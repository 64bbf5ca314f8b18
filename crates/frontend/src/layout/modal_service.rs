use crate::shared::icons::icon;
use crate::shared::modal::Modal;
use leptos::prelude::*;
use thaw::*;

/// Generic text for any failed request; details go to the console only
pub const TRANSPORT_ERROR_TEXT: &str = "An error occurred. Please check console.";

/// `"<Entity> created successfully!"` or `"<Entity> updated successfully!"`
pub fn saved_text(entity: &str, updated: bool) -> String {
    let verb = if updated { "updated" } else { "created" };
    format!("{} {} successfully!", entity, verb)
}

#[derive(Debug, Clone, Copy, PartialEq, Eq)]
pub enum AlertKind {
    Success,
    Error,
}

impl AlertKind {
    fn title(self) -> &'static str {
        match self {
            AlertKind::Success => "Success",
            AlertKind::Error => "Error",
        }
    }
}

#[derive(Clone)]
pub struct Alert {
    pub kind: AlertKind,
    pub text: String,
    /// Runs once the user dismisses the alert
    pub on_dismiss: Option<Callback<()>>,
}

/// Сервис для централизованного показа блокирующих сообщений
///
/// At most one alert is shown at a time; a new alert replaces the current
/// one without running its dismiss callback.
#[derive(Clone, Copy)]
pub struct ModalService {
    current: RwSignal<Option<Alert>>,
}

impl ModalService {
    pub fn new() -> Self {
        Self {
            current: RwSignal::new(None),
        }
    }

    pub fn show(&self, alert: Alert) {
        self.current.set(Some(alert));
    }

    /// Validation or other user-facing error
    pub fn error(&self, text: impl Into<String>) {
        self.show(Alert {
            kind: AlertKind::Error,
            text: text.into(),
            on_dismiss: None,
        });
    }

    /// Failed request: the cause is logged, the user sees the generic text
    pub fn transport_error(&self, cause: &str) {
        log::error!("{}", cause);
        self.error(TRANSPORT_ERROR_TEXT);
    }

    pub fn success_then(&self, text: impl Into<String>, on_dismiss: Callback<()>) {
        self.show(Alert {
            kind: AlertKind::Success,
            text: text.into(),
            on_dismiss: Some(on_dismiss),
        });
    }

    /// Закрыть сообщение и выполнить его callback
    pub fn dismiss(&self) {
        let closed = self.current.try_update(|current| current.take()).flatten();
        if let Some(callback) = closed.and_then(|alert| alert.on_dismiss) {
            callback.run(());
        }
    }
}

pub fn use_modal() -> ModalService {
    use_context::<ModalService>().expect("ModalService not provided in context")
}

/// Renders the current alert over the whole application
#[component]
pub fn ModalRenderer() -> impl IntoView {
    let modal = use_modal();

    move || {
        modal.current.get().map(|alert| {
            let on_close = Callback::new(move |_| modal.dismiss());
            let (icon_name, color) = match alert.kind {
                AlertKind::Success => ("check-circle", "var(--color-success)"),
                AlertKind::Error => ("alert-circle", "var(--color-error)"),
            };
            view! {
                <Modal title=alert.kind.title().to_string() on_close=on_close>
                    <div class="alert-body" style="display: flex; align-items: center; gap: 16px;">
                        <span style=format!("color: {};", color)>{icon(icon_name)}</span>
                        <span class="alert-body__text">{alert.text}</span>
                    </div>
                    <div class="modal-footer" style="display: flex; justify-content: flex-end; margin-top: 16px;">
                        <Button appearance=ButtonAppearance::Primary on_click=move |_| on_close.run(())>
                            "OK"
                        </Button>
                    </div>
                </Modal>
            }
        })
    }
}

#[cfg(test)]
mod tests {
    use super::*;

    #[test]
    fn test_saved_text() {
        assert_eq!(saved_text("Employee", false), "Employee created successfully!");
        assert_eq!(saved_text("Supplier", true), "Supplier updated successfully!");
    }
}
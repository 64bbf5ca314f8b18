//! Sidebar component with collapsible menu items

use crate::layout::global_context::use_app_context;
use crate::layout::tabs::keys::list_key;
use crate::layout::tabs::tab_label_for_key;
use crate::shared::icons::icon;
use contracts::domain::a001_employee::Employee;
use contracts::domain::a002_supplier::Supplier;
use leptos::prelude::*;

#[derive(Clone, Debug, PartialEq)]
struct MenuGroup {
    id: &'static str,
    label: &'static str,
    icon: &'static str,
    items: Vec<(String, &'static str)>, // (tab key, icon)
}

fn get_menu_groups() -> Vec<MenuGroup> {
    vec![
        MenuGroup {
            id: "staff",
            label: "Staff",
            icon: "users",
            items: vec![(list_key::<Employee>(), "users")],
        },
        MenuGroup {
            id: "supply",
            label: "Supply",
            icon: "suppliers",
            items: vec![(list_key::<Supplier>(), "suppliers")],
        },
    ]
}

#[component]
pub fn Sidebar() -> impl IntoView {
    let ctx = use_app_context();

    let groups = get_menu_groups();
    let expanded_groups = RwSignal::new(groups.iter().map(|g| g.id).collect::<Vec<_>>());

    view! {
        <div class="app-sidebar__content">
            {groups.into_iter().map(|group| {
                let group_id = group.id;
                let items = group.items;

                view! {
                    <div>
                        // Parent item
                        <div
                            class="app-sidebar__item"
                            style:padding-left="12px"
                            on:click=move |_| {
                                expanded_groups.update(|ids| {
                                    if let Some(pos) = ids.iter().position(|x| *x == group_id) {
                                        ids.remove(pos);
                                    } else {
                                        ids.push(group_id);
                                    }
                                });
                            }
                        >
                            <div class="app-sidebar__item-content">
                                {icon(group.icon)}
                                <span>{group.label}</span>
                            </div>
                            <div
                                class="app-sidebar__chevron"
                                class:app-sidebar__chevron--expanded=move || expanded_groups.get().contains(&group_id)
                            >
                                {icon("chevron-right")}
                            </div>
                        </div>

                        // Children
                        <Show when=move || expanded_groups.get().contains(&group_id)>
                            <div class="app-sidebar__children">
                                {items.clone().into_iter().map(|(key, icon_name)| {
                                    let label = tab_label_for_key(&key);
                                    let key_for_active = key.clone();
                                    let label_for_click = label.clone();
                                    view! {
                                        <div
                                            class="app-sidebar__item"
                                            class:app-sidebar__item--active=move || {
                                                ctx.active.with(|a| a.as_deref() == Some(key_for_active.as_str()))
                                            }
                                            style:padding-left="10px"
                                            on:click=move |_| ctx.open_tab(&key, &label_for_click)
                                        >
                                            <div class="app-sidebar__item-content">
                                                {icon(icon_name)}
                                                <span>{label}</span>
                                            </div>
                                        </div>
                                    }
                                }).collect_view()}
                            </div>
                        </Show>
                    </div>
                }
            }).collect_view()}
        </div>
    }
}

▶ **What needs to be done**: Bring together all lines of the entries above in which the string "left" occurs.

▶ **Output below**:
                            style:padding-left="12px"
                                            style:padding-left="10px"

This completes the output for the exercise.